Windows — tiling WMs

  • GlazeWM — free OSS; i3-shape tiling WM for Windows; the rising default in 2024–26 if you want real tiling on Win.
  • Komorebi — free OSS; the other major Win tiling WM; more configurable; pairs with whkd for hotkeys.
  • PowerToys Workspaces — free; saves and restores app/window layouts; complement to FancyZones, not a tiler.
  • bug.n — older AHK-based tiler; deprecated.
  • Workspacer — older Win tiling WM; less active.

Linux — tiling WMs (X11)

  • i3 — free OSS; the canonical tiling WM; fast, simple, text config; the gateway drug to tiling.
  • bspwm — free OSS; binary-tree tiling; controlled via bspc commands; pairs with sxhkd for hotkeys.
  • AwesomeWM — free OSS; Lua-configurable; very flexible.
  • dwm — free OSS; suckless; you patch the C source to configure it.
  • xmonad — free OSS; Haskell-configurable; mathematician aesthetic.
  • Qtile — free OSS; Python-configurable; great if you want to script your WM in Python.

Linux — tiling WMs (Wayland)

  • Hyprland — free OSS; the rising 2024–26 Wayland star — animations, blur, dynamic tiling, big config language. The default for new Wayland setups.
  • Sway — free OSS; i3-compatible config; Wayland; the boring-good choice.
  • river — free OSS; minimal Wayland tiler.
  • Niri — free OSS; scrollable-tiling Wayland compositor; emerging in 2025.
  • Wayfire, Hikari, Cosmic — other Wayland compositors with tiling features (Cosmic = System76's new desktop).

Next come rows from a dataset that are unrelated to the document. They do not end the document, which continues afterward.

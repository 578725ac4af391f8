//! Durable article records
//!
//! The enrichment core only needs a narrow view of article persistence, expressed
//! by the [`ArticleStore`] trait. [`SqliteArticleStore`] is the production backend.

use crate::error::{KnowError, Result};
use crate::storage::Database;
use chrono::{DateTime, Utc};
use rusqlite::{params, OptionalExtension, Row};
use serde::{Deserialize, Serialize};
use std::sync::Arc;

/// A stored article together with its enrichment fields
#[derive(Debug, Clone, PartialEq, Serialize, Deserialize)]
pub struct Article {
    pub id: i64,
    pub title: String,
    pub content: String,
    pub category: String,
    pub author: String,
    pub created_at: DateTime<Utc>,
    /// `None` until the tag stage has run; `Some(vec![])` is a valid tagged state
    pub tags: Option<Vec<String>>,
    pub summary: Option<String>,
    /// Whether a vector entry has been written for the current content
    pub embedded: bool,
}

impl Article {
    /// Tags as a slice, empty when the article has not been tagged
    pub fn tag_list(&self) -> &[String] {
        self.tags.as_deref().unwrap_or(&[])
    }

    /// Text fed to the tag and embedding stages
    pub fn full_text(&self) -> String {
        format!("{}\n\n{}", self.title, self.content)
    }
}

/// Fields supplied when creating an article
#[derive(Debug, Clone, Default, Serialize, Deserialize)]
pub struct NewArticle {
    pub title: String,
    pub content: String,
    #[serde(default)]
    pub category: String,
    #[serde(default)]
    pub author: String,
    /// Tags supplied by the author; left empty to let enrichment generate them
    #[serde(default)]
    pub tags: Vec<String>,
}

/// Fields replaced by an explicit edit
#[derive(Debug, Clone, Default, Serialize, Deserialize)]
pub struct ArticleEdit {
    pub title: String,
    pub content: String,
    #[serde(default)]
    pub category: String,
    /// Replacement tags from the author; `None` lets enrichment regenerate them
    #[serde(default)]
    pub tags: Option<Vec<String>>,
}

/// Persistence operations used by the enrichment core
///
/// Enrichment writes are partial-field updates and must be idempotent under
/// repeated identical calls. Methods returning `bool` report whether a row changed.
pub trait ArticleStore: Send + Sync {
    fn insert(&self, article: &NewArticle) -> Result<Article>;

    /// Insert a batch of articles; the SQLite store commits them in one transaction
    fn insert_many(&self, articles: &[NewArticle]) -> Result<Vec<Article>> {
        articles.iter().map(|article| self.insert(article)).collect()
    }

    fn get(&self, id: i64) -> Result<Option<Article>>;

    /// Replace title/content/category, reset summary and the embedded flag, and
    /// store the edit's tags (pending when none are supplied).
    /// Returns the article as it was before the edit.
    fn edit(&self, id: i64, edit: &ArticleEdit) -> Result<Option<Article>>;

    /// Remove an article, returning the removed record
    fn delete(&self, id: i64) -> Result<Option<Article>>;

    /// Write tags only while the field is still pending (NULL or empty)
    fn set_tags_if_pending(&self, id: i64, tags: &[String]) -> Result<bool>;

    fn set_summary(&self, id: i64, summary: &str) -> Result<bool>;

    fn set_embedded(&self, id: i64, embedded: bool) -> Result<bool>;

    /// Tag sets of every stored article (used to build the tag cache)
    fn all_tag_sets(&self) -> Result<Vec<Vec<String>>>;

    fn list(&self) -> Result<Vec<Article>>;

    /// Remove every article, returning how many were deleted
    fn clear(&self) -> Result<usize>;
}

/// SQLite-backed article store
pub struct SqliteArticleStore {
    db: Arc<Database>,
}

const ARTICLE_COLUMNS: &str =
    "id, title, content, category, author, created_at, tags, summary, embedded";

impl SqliteArticleStore {
    pub fn new(db: Arc<Database>) -> Self {
        Self { db }
    }

    fn insert_on(conn: &rusqlite::Connection, article: &NewArticle) -> Result<Article> {
        let now = Utc::now().timestamp();
        let tags = if article.tags.is_empty() {
            None
        } else {
            Some(encode_tags(&article.tags)?)
        };

        conn.execute(
            "INSERT INTO articles (title, content, category, author, created_at, updated_at, tags)
             VALUES (?1, ?2, ?3, ?4, ?5, ?5, ?6)",
            params![
                &article.title,
                &article.content,
                &article.category,
                &article.author,
                now,
                tags,
            ],
        )?;

        let id = conn.last_insert_rowid();
        Self::fetch(conn, id)?.ok_or(KnowError::ArticleNotFound { id })
    }

    fn fetch(conn: &rusqlite::Connection, id: i64) -> Result<Option<Article>> {
        let sql = format!("SELECT {} FROM articles WHERE id = ?1", ARTICLE_COLUMNS);
        Ok(conn.query_row(&sql, params![id], row_to_article).optional()?)
    }
}

fn encode_tags(tags: &[String]) -> Result<String> {
    serde_json::to_string(tags).map_err(|e| KnowError::Json {
        source: e,
        context: "Failed to serialize tags".to_string(),
    })
}

fn decode_tags(id: i64, raw: Option<String>) -> Option<Vec<String>> {
    let raw = raw?;
    match serde_json::from_str(&raw) {
        Ok(tags) => Some(tags),
        Err(e) => {
            tracing::warn!(article_id = id, "Ignoring malformed tags {:?}: {}", raw, e);
            None
        }
    }
}

fn row_to_article(row: &Row<'_>) -> rusqlite::Result<Article> {
    let id: i64 = row.get(0)?;
    let created_at: i64 = row.get(5)?;
    Ok(Article {
        id,
        title: row.get(1)?,
        content: row.get(2)?,
        category: row.get(3)?,
        author: row.get(4)?,
        created_at: DateTime::from_timestamp(created_at, 0).unwrap_or_default(),
        tags: decode_tags(id, row.get(6)?),
        summary: row.get(7)?,
        embedded: row.get(8)?,
    })
}

impl ArticleStore for SqliteArticleStore {
    fn insert(&self, article: &NewArticle) -> Result<Article> {
        let conn = self.db.get_conn()?;
        Self::insert_on(&conn, article)
    }

    fn insert_many(&self, articles: &[NewArticle]) -> Result<Vec<Article>> {
        let mut conn = self.db.get_conn()?;
        let tx = conn.transaction()?;

        let inserted = articles
            .iter()
            .map(|article| Self::insert_on(&tx, article))
            .collect::<Result<Vec<_>>>()?;
        tx.commit()?;

        Ok(inserted)
    }

    fn get(&self, id: i64) -> Result<Option<Article>> {
        let conn = self.db.get_conn()?;
        Self::fetch(&conn, id)
    }

    fn edit(&self, id: i64, edit: &ArticleEdit) -> Result<Option<Article>> {
        let mut conn = self.db.get_conn()?;
        let tx = conn.transaction()?;

        let Some(previous) = Self::fetch(&tx, id)? else {
            return Ok(None);
        };

        let tags = match edit.tags.as_deref() {
            Some(tags) if !tags.is_empty() => Some(encode_tags(tags)?),
            _ => None,
        };

        tx.execute(
            "UPDATE articles
             SET title = ?2, content = ?3, category = ?4, updated_at = ?5,
                 tags = ?6, summary = NULL, embedded = 0
             WHERE id = ?1",
            params![
                id,
                &edit.title,
                &edit.content,
                &edit.category,
                Utc::now().timestamp(),
                tags,
            ],
        )?;
        tx.commit()?;

        Ok(Some(previous))
    }

    fn delete(&self, id: i64) -> Result<Option<Article>> {
        let mut conn = self.db.get_conn()?;
        let tx = conn.transaction()?;

        let removed = Self::fetch(&tx, id)?;
        if removed.is_some() {
            tx.execute("DELETE FROM articles WHERE id = ?1", params![id])?;
        }
        tx.commit()?;

        Ok(removed)
    }

    fn set_tags_if_pending(&self, id: i64, tags: &[String]) -> Result<bool> {
        let conn = self.db.get_conn()?;
        let changed = conn.execute(
            "UPDATE articles SET tags = ?2
             WHERE id = ?1 AND (tags IS NULL OR tags = '[]')",
            params![id, encode_tags(tags)?],
        )?;
        Ok(changed > 0)
    }

    fn set_summary(&self, id: i64, summary: &str) -> Result<bool> {
        let conn = self.db.get_conn()?;
        let changed = conn.execute(
            "UPDATE articles SET summary = ?2 WHERE id = ?1",
            params![id, summary],
        )?;
        Ok(changed > 0)
    }

    fn set_embedded(&self, id: i64, embedded: bool) -> Result<bool> {
        let conn = self.db.get_conn()?;
        let changed = conn.execute(
            "UPDATE articles SET embedded = ?2 WHERE id = ?1",
            params![id, embedded],
        )?;
        Ok(changed > 0)
    }

    fn all_tag_sets(&self) -> Result<Vec<Vec<String>>> {
        let conn = self.db.get_conn()?;
        let mut stmt = conn.prepare("SELECT id, tags FROM articles WHERE tags IS NOT NULL")?;
        let rows = stmt.query_map([], |row| {
            Ok((row.get::<_, i64>(0)?, row.get::<_, Option<String>>(1)?))
        })?;

        let mut sets = Vec::new();
        for row in rows {
            let (id, raw) = row?;
            if let Some(tags) = decode_tags(id, raw) {
                sets.push(tags);
            }
        }
        Ok(sets)
    }

    fn list(&self) -> Result<Vec<Article>> {
        let conn = self.db.get_conn()?;
        let sql = format!("SELECT {} FROM articles ORDER BY id", ARTICLE_COLUMNS);
        let mut stmt = conn.prepare(&sql)?;
        let articles = stmt
            .query_map([], row_to_article)?
            .collect::<rusqlite::Result<Vec<_>>>()?;
        Ok(articles)
    }

    fn clear(&self) -> Result<usize> {
        let conn = self.db.get_conn()?;
        Ok(conn.execute("DELETE FROM articles", [])?)
    }
}
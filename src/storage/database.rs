//! SQLite database management with migrations
//!
//! Provides structured storage for articles and their enrichment results.
//! Every pooled connection has the sqlite-vec extension loaded.

use crate::error::{KnowError, Result};
use crate::vector;
use r2d2::Pool;
use r2d2_sqlite::SqliteConnectionManager;
use rusqlite::params;
use std::path::Path;

/// Database connection pool
pub type DbPool = Pool<SqliteConnectionManager>;

/// Database manager with migration support
pub struct Database {
    pool: DbPool,
}

impl Database {
    /// Create a new database connection
    pub fn new(db_path: &Path) -> Result<Self> {
        // Ensure parent directory exists
        if let Some(parent) = db_path.parent() {
            std::fs::create_dir_all(parent).map_err(|e| KnowError::Io {
                source: e,
                context: format!("Failed to create database directory: {:?}", parent),
            })?;
        }

        // sqlite-vec must be registered before the pool opens its first connection
        vector::register_extension();

        let manager = SqliteConnectionManager::file(db_path).with_init(|conn| {
            conn.execute_batch(
                "
                PRAGMA synchronous = NORMAL;
                PRAGMA foreign_keys = ON;
                PRAGMA busy_timeout = 5000;
                ",
            )
        });

        let pool = Pool::builder().max_size(16).build(manager)?;

        {
            let conn = pool.get()?;
            conn.execute_batch("PRAGMA journal_mode = WAL;")?;
        }

        let db = Self { pool };

        db.migrate()?;

        Ok(db)
    }

    /// Get a connection from the pool
    pub fn get_conn(&self) -> Result<r2d2::PooledConnection<SqliteConnectionManager>> {
        Ok(self.pool.get()?)
    }

    /// Run database migrations
    fn migrate(&self) -> Result<()> {
        let conn = self.get_conn()?;

        conn.execute(
            "CREATE TABLE IF NOT EXISTS _migrations (
                version INTEGER PRIMARY KEY,
                applied_at TEXT NOT NULL
            )",
            [],
        )?;

        let current_version: i32 = conn
            .query_row(
                "SELECT COALESCE(MAX(version), 0) FROM _migrations",
                [],
                |row| row.get(0),
            )
            .unwrap_or(0);

        for (version, migration) in MIGRATIONS.iter().enumerate() {
            let version = version as i32 + 1;

            if version > current_version {
                tracing::info!("Applying migration {}", version);

                conn.execute_batch(migration)?;

                conn.execute(
                    "INSERT INTO _migrations (version, applied_at) VALUES (?1, datetime('now'))",
                    params![version],
                )?;
            }
        }

        Ok(())
    }

    /// Get database statistics
    pub fn stats(&self) -> Result<DbStats> {
        let conn = self.get_conn()?;

        let article_count: i64 =
            conn.query_row("SELECT COUNT(*) FROM articles", [], |row| row.get(0))?;

        let untagged_count: i64 = conn.query_row(
            "SELECT COUNT(*) FROM articles WHERE tags IS NULL OR tags = '[]'",
            [],
            |row| row.get(0),
        )?;

        let unsummarized_count: i64 = conn.query_row(
            "SELECT COUNT(*) FROM articles WHERE summary IS NULL",
            [],
            |row| row.get(0),
        )?;

        let embedded_count: i64 = conn.query_row(
            "SELECT COUNT(*) FROM articles WHERE embedded = 1",
            [],
            |row| row.get(0),
        )?;

        Ok(DbStats {
            article_count: article_count as usize,
            untagged_count: untagged_count as usize,
            unsummarized_count: unsummarized_count as usize,
            embedded_count: embedded_count as usize,
        })
    }
}

/// Database statistics
#[derive(Debug, Clone, serde::Serialize, serde::Deserialize)]
pub struct DbStats {
    pub article_count: usize,
    pub untagged_count: usize,
    pub unsummarized_count: usize,
    pub embedded_count: usize,
}

/// Database migrations (each string is one migration)
const MIGRATIONS: &[&str] = &[
    // Migration 1: Initial schema
    r#"
    -- Articles table; tags is a JSON array (NULL = never tagged)
    CREATE TABLE articles (
        id INTEGER PRIMARY KEY AUTOINCREMENT,
        title TEXT NOT NULL,
        content TEXT NOT NULL,
        category TEXT NOT NULL DEFAULT '',
        author TEXT NOT NULL DEFAULT '',
        created_at INTEGER NOT NULL,
        updated_at INTEGER NOT NULL,
        tags TEXT,
        summary TEXT,
        embedded INTEGER NOT NULL DEFAULT 0
    );

    CREATE INDEX idx_articles_created_at ON articles(created_at);
    CREATE INDEX idx_articles_author ON articles(author);
    "#,
];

Linux — desktop-environment tilers

  • KWin scripts (KDE) — KDE Plasma 6 has solid tiling out of the box (Polonium, Bismuth scripts).
  • PaperWM (GNOME extension) — scrollable horizontal tiling on GNOME.
  • Tactile (GNOME) — tile windows with hotkeys.
  • gTile (GNOME) — grid-based tiling extension.
  • Pop Shell (Pop!_OS) — automatic tiling layered onto GNOME.

Hotkey daemons (pair these with tilers)

  • sxhkd (X11) — pair with bspwm.
  • whkd (Win) — pair with Komorebi.
  • GlazeWM has a built-in YAML hotkey config.
  • AutoHotkey (Win) — see prod-macro-automation-consumer.
  • Hyprland / Sway have built-in keybinds in the config.

Status bars / launchers that pair

  • Polybar (X11), Waybar (Wayland) — status bars.
  • Rofi, Wofi, dmenu — launchers; see prod-launchers.
  • Eww, Ags — custom widgets / dashboards.
  • dunst, mako — notification daemons.

Patterns to adopt

  • Start with the DE's built-in features. Win11 Snap and KDE / GNOME tiling are pretty good now — you may not need a third-party WM.
  • Use the Vim-style HJKL move/resize if you want muscle-memory across i3/Sway/Hyprland/AeroSpace — this is portable.
  • Workspace-per-task > big-monitor — most tiling WM users put one project per workspace.
  • Save your config in dotfiles — see dotfiles.

Pick this if…

  • Default Windows snap, free: FancyZones (PowerToys).
  • Real tiling on Windows: GlazeWM (or Komorebi if you want more config).
  • Default Linux tiling X11: i3 — still the right starting point.
  • Default Linux tiling Wayland 2026: Hyprland (or Sway for stability over flash).
  • GNOME without leaving the DE: PaperWM or Pop Shell.
  • KDE Plasma: KWin built-in tiling + Polonium script.
  • Saving / restoring window layouts on Win: PowerToys Workspaces.